> _Your task_
Work out how many lines in the data include the string "AuthorizationUrlResponse"; reply with that number alone.

(Dataset excerpts)
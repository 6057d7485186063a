use crate::infrastructure::error::InfraError;
use crate::infrastructure::event_mapper::GoogleCalendarEvent;
use async_trait::async_trait;
use reqwest::{Client, StatusCode};
use serde::Serialize;
use url::Url;

const CALENDAR_LIST_ENDPOINT: &str = "https://www.googleapis.com/calendar/v3/users/me/calendarList";
const CALENDAR_CREATE_ENDPOINT: &str = "https://www.googleapis.com/calendar/v3/calendars";
const CALENDAR_API_BASE: &str = "https://www.googleapis.com/calendar/v3/";
const CREATED_CALENDAR_DESCRIPTION: &str = "由 TODO List 應用程式建立的日曆";

#[derive(Debug, Clone, PartialEq, Eq, Serialize)]
#[serde(rename_all = "camelCase")]
pub struct GoogleCalendarSummary {
    pub id: String,
    pub name: String,
    pub description: String,
    #[serde(skip_serializing_if = "Option::is_none")]
    pub access_role: Option<String>,
    pub primary: bool,
}

#[async_trait]
pub trait GoogleCalendarClient: Send + Sync {
    async fn get_calendar(
        &self,
        access_token: &str,
        calendar_id: &str,
    ) -> Result<GoogleCalendarSummary, InfraError>;

    async fn list_calendars(
        &self,
        access_token: &str,
    ) -> Result<Vec<GoogleCalendarSummary>, InfraError>;

    async fn create_calendar(
        &self,
        access_token: &str,
        summary: &str,
        time_zone: Option<&str>,
    ) -> Result<GoogleCalendarSummary, InfraError>;

    async fn create_event(
        &self,
        access_token: &str,
        calendar_id: &str,
        event: &GoogleCalendarEvent,
    ) -> Result<String, InfraError>;

    async fn update_event(
        &self,
        access_token: &str,
        calendar_id: &str,
        event_id: &str,
        event: &GoogleCalendarEvent,
    ) -> Result<(), InfraError>;

    /// Deleting an event that is already gone succeeds.
    async fn delete_event(
        &self,
        access_token: &str,
        calendar_id: &str,
        event_id: &str,
    ) -> Result<(), InfraError>;
}

#[derive(Debug, Clone, Default)]
pub struct ReqwestGoogleCalendarClient {
    client: Client,
}

impl ReqwestGoogleCalendarClient {
    pub fn new() -> Self {
        Self {
            client: Client::new(),
        }
    }

    fn ensure_non_empty(value: &str, field: &str) -> Result<(), InfraError> {
        if value.trim().is_empty() {
            return Err(InfraError::Calendar(format!("{field} must not be empty")));
        }
        Ok(())
    }

    fn http_error(status: StatusCode, body: &str) -> InfraError {
        InfraError::CalendarHttp {
            status: status.as_u16(),
            body: body.trim().to_string(),
        }
    }

    fn endpoint(segments_to_push: &[&str]) -> Result<Url, InfraError> {
        let mut url = Url::parse(CALENDAR_API_BASE)
            .map_err(|error| InfraError::Calendar(format!("invalid calendar api base url: {error}")))?;
        {
            let mut segments = url.path_segments_mut().map_err(|_| {
                InfraError::Calendar("calendar api base URL cannot be a base".to_string())
            })?;
            segments.pop_if_empty();
            for segment in segments_to_push {
                segments.push(segment);
            }
        }
        Ok(url)
    }

    fn calendar_endpoint(calendar_id: &str) -> Result<Url, InfraError> {
        Self::endpoint(&["calendars", calendar_id])
    }

    fn events_endpoint(calendar_id: &str) -> Result<Url, InfraError> {
        Self::endpoint(&["calendars", calendar_id, "events"])
    }

    fn event_endpoint(calendar_id: &str, event_id: &str) -> Result<Url, InfraError> {
        Self::endpoint(&["calendars", calendar_id, "events", event_id])
    }

    async fn read_body(response: reqwest::Response, action: &str) -> Result<(StatusCode, String), InfraError> {
        let status = response.status();
        let body = response
            .text()
            .await
            .map_err(|error| InfraError::Calendar(format!("failed reading {action} response: {error}")))?;
        Ok((status, body))
    }
}

#[derive(Debug, serde::Deserialize)]
struct CalendarListResponse {
    items: Option<Vec<CalendarListItem>>,
}

#[derive(Debug, serde::Deserialize)]
#[serde(rename_all = "camelCase")]
struct CalendarListItem {
    id: String,
    summary: Option<String>,
    description: Option<String>,
    access_role: Option<String>,
    primary: Option<bool>,
}

impl CalendarListItem {
    fn into_summary(self) -> Option<GoogleCalendarSummary> {
        let id = self.id.trim().to_string();
        if id.is_empty() {
            return None;
        }
        let name = self
            .summary
            .map(|value| value.trim().to_string())
            .filter(|value| !value.is_empty())
            .unwrap_or_else(|| id.clone());
        Some(GoogleCalendarSummary {
            id,
            name,
            description: self.description.unwrap_or_default(),
            access_role: self.access_role,
            primary: self.primary.unwrap_or(false),
        })
    }
}

#[derive(Debug, serde::Serialize)]
struct CreateCalendarRequest<'a> {
    summary: &'a str,
    description: &'a str,
    #[serde(rename = "timeZone", skip_serializing_if = "Option::is_none")]
    time_zone: Option<&'a str>,
}

#[async_trait]
impl GoogleCalendarClient for ReqwestGoogleCalendarClient {
    async fn get_calendar(
        &self,
        access_token: &str,
        calendar_id: &str,
    ) -> Result<GoogleCalendarSummary, InfraError> {
        Self::ensure_non_empty(access_token, "access token")?;
        Self::ensure_non_empty(calendar_id, "calendar id")?;

        let response = self
            .client
            .get(Self::calendar_endpoint(calendar_id)?)
            .bearer_auth(access_token)
            .send()
            .await
            .map_err(|error| InfraError::Calendar(format!("network error while reading calendar: {error}")))?;

        let (status, body) = Self::read_body(response, "calendar get").await?;
        if !status.is_success() {
            return Err(Self::http_error(status, &body));
        }

        let parsed: CalendarListItem = serde_json::from_str(&body).map_err(|error| {
            InfraError::Calendar(format!("invalid calendar payload: {error}; body={body}"))
        })?;
        parsed
            .into_summary()
            .ok_or_else(|| InfraError::Calendar("calendar response did not include id".to_string()))
    }

    async fn list_calendars(
        &self,
        access_token: &str,
    ) -> Result<Vec<GoogleCalendarSummary>, InfraError> {
        Self::ensure_non_empty(access_token, "access token")?;

        let response = self
            .client
            .get(CALENDAR_LIST_ENDPOINT)
            .query(&[("maxResults", 250)])
            .bearer_auth(access_token)
            .send()
            .await
            .map_err(|error| InfraError::Calendar(format!("network error while listing calendars: {error}")))?;

        let (status, body) = Self::read_body(response, "calendar list").await?;
        if !status.is_success() {
            return Err(Self::http_error(status, &body));
        }

        let parsed: CalendarListResponse = serde_json::from_str(&body).map_err(|error| {
            InfraError::Calendar(format!("invalid calendar list payload: {error}; body={body}"))
        })?;

        Ok(parsed
            .items
            .unwrap_or_default()
            .into_iter()
            .filter_map(CalendarListItem::into_summary)
            .collect())
    }

    async fn create_calendar(
        &self,
        access_token: &str,
        summary: &str,
        time_zone: Option<&str>,
    ) -> Result<GoogleCalendarSummary, InfraError> {
        Self::ensure_non_empty(access_token, "access token")?;
        Self::ensure_non_empty(summary, "calendar summary")?;

        let summary = summary.trim();
        let request = CreateCalendarRequest {
            summary,
            description: CREATED_CALENDAR_DESCRIPTION,
            time_zone: time_zone.map(str::trim).filter(|value| !value.is_empty()),
        };

        let response = self
            .client
            .post(CALENDAR_CREATE_ENDPOINT)
            .bearer_auth(access_token)
            .json(&request)
            .send()
            .await
            .map_err(|error| InfraError::Calendar(format!("network error while creating calendar: {error}")))?;

        let (status, body) = Self::read_body(response, "calendar create").await?;
        if !status.is_success() {
            return Err(Self::http_error(status, &body));
        }

        let parsed: CalendarListItem = serde_json::from_str(&body).map_err(|error| {
            InfraError::Calendar(format!("invalid calendar create payload: {error}; body={body}"))
        })?;
        let mut created = parsed.into_summary().ok_or_else(|| {
            InfraError::Calendar("calendar create response did not include id".to_string())
        })?;
        if created.name == created.id {
            created.name = summary.to_string();
        }
        Ok(created)
    }

    async fn create_event(
        &self,
        access_token: &str,
        calendar_id: &str,
        event: &GoogleCalendarEvent,
    ) -> Result<String, InfraError> {
        Self::ensure_non_empty(access_token, "access token")?;
        Self::ensure_non_empty(calendar_id, "calendar id")?;

        let response = self
            .client
            .post(Self::events_endpoint(calendar_id)?)
            .bearer_auth(access_token)
            .json(event)
            .send()
            .await
            .map_err(|error| InfraError::Calendar(format!("network error while creating event: {error}")))?;

        let (status, body) = Self::read_body(response, "event create").await?;
        if !status.is_success() {
            return Err(Self::http_error(status, &body));
        }

        let parsed: GoogleCalendarEvent = serde_json::from_str(&body).map_err(|error| {
            InfraError::Calendar(format!("invalid event create payload: {error}; body={body}"))
        })?;
        parsed
            .id
            .map(|value| value.trim().to_string())
            .filter(|value| !value.is_empty())
            .ok_or_else(|| InfraError::Calendar("event create response did not include id".to_string()))
    }

    async fn update_event(
        &self,
        access_token: &str,
        calendar_id: &str,
        event_id: &str,
        event: &GoogleCalendarEvent,
    ) -> Result<(), InfraError> {
        Self::ensure_non_empty(access_token, "access token")?;
        Self::ensure_non_empty(calendar_id, "calendar id")?;
        Self::ensure_non_empty(event_id, "event id")?;

        let response = self
            .client
            .put(Self::event_endpoint(calendar_id, event_id)?)
            .bearer_auth(access_token)
            .json(event)
            .send()
            .await
            .map_err(|error| InfraError::Calendar(format!("network error while updating event: {error}")))?;

        let (status, body) = Self::read_body(response, "event update").await?;
        if !status.is_success() {
            return Err(Self::http_error(status, &body));
        }
        Ok(())
    }

    async fn delete_event(
        &self,
        access_token: &str,
        calendar_id: &str,
        event_id: &str,
    ) -> Result<(), InfraError> {
        Self::ensure_non_empty(access_token, "access token")?;
        Self::ensure_non_empty(calendar_id, "calendar id")?;
        Self::ensure_non_empty(event_id, "event id")?;

        let response = self
            .client
            .delete(Self::event_endpoint(calendar_id, event_id)?)
            .bearer_auth(access_token)
            .send()
            .await
            .map_err(|error| InfraError::Calendar(format!("network error while deleting event: {error}")))?;

        let (status, body) = Self::read_body(response, "event delete").await?;
        if status == StatusCode::NOT_FOUND || status == StatusCode::GONE {
            return Ok(());
        }
        if !status.is_success() {
            return Err(Self::http_error(status, &body));
        }
        Ok(())
    }
}

#[cfg(test)]
mod tests {
    use super::*;

    #[test]
    fn endpoints_percent_encode_calendar_and_event_ids() {
        let url = ReqwestGoogleCalendarClient::event_endpoint("team@group.calendar.google.com", "evt/1")
            .expect("event endpoint");
        assert_eq!(
            url.as_str(),
            "https://www.googleapis.com/calendar/v3/calendars/team@group.calendar.google.com/events/evt%2F1"
        );

        let url = ReqwestGoogleCalendarClient::calendar_endpoint("primary").expect("calendar endpoint");
        assert_eq!(url.as_str(), "https://www.googleapis.com/calendar/v3/calendars/primary");
    }

    #[test]
    fn calendar_list_items_fall_back_to_id_for_name() {
        let item: CalendarListItem = serde_json::from_value(serde_json::json!({
            "id": " work@example.com ",
            "accessRole": "owner",
            "primary": true
        }))
        .expect("parse item");
        let summary = item.into_summary().expect("summary");
        assert_eq!(summary.id, "work@example.com");
        assert_eq!(summary.name, "work@example.com");
        assert_eq!(summary.access_role.as_deref(), Some("owner"));
        assert!(summary.primary);

        let blank: CalendarListItem =
            serde_json::from_value(serde_json::json!({ "id": "  " })).expect("parse blank");
        assert!(blank.into_summary().is_none());
    }

    #[test]
    fn http_errors_keep_status_code() {
        let error = ReqwestGoogleCalendarClient::http_error(StatusCode::FORBIDDEN, " denied ");
        match error {
            InfraError::CalendarHttp { status, body } => {
                assert_eq!(status, 403);
                assert_eq!(body, "denied");
            }
            other => panic!("expected http error, got {other:?}"),
        }
    }

    #[tokio::test]
    async fn blank_arguments_are_rejected_before_network() {
        let client = ReqwestGoogleCalendarClient::new();
        let result = client.delete_event("token", "primary", "  ").await;
        assert!(matches!(result, Err(InfraError::Calendar(_))));
        let result = client.list_calendars(" ").await;
        assert!(matches!(result, Err(InfraError::Calendar(_))));
    }
}
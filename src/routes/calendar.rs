//! Google Calendar status, setup and authorization endpoints

use axum::{
    extract::{rejection::JsonRejection, Query, State},
    routing::{get, post},
    Json, Router,
};
use serde::Deserialize;

use crate::application::calendar_sync::{CalendarServiceStatus, ConnectionTestResult};
use crate::application::commands::{
    authorization_url_impl, authorize_impl, calendar_status_impl, create_calendar_impl,
    list_calendars_impl, test_calendar_connection_impl, AuthorizationUrlResponse,
    AuthorizeResponse, CalendarListResponse, CreateCalendarResponse,
};
use crate::routes::{AppError, SharedState};

pub fn router() -> Router<SharedState> {
    Router::new()
        .route("/api/google-calendar/status", get(status))
        .route("/api/google-calendar/test", get(test_connection))
        .route("/api/google-calendar/calendars", get(list_calendars))
        .route("/api/google-calendar/create-calendar", post(create_calendar))
        .route("/api/google-calendar/auth", get(authorization_url).post(authorize))
        .route("/api/google-calendar/auth/callback", get(authorize_callback))
}

#[derive(Debug, Default, Deserialize)]
pub struct CreateCalendarRequest {
    pub name: Option<String>,
}

#[derive(Debug, Default, Deserialize)]
pub struct AuthorizeRequest {
    pub code: Option<String>,
}

#[derive(Debug, Default, Deserialize)]
pub struct AuthorizeCallbackQuery {
    pub code: Option<String>,
    pub error: Option<String>,
}

async fn status(State(state): State<SharedState>) -> Json<CalendarServiceStatus> {
    Json(calendar_status_impl(&state).await)
}

async fn test_connection(State(state): State<SharedState>) -> Json<ConnectionTestResult> {
    Json(test_calendar_connection_impl(&state).await)
}

async fn list_calendars(State(state): State<SharedState>) -> Json<CalendarListResponse> {
    Json(list_calendars_impl(&state).await)
}

/// POST /api/google-calendar/create-calendar - body is optional
async fn create_calendar(
    State(state): State<SharedState>,
    payload: Result<Json<CreateCalendarRequest>, JsonRejection>,
) -> Result<Json<CreateCalendarResponse>, AppError> {
    let name = match payload {
        Ok(Json(request)) => request.name,
        Err(JsonRejection::MissingJsonContentType(_)) => None,
        Err(rejection) => return Err(rejection.into()),
    };
    Ok(Json(create_calendar_impl(&state, name).await))
}

async fn authorization_url(
    State(state): State<SharedState>,
) -> Result<Json<AuthorizationUrlResponse>, AppError> {
    authorization_url_impl(&state)
        .map(Json)
        .map_err(|error| AppError::logged(&state, "authorization_url", error))
}

async fn authorize(
    State(state): State<SharedState>,
    payload: Result<Json<AuthorizeRequest>, JsonRejection>,
) -> Result<Json<AuthorizeResponse>, AppError> {
    let Json(request) = payload?;
    authorize_impl(&state, request.code)
        .await
        .map(Json)
        .map_err(|error| AppError::logged(&state, "authorize_google", error))
}

/// GET /api/google-calendar/auth/callback - redirect target of the consent screen
async fn authorize_callback(
    State(state): State<SharedState>,
    Query(query): Query<AuthorizeCallbackQuery>,
) -> Result<Json<AuthorizeResponse>, AppError> {
    if let Some(error) = query.error {
        state.log_error("authorize_google", &format!("consent denied: {error}"));
        return Err(AppError::BadRequest(format!("authorization was not granted: {error}")));
    }
    authorize_impl(&state, query.code)
        .await
        .map(Json)
        .map_err(|error| AppError::logged(&state, "authorize_google", error))
}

> _The completed task_
2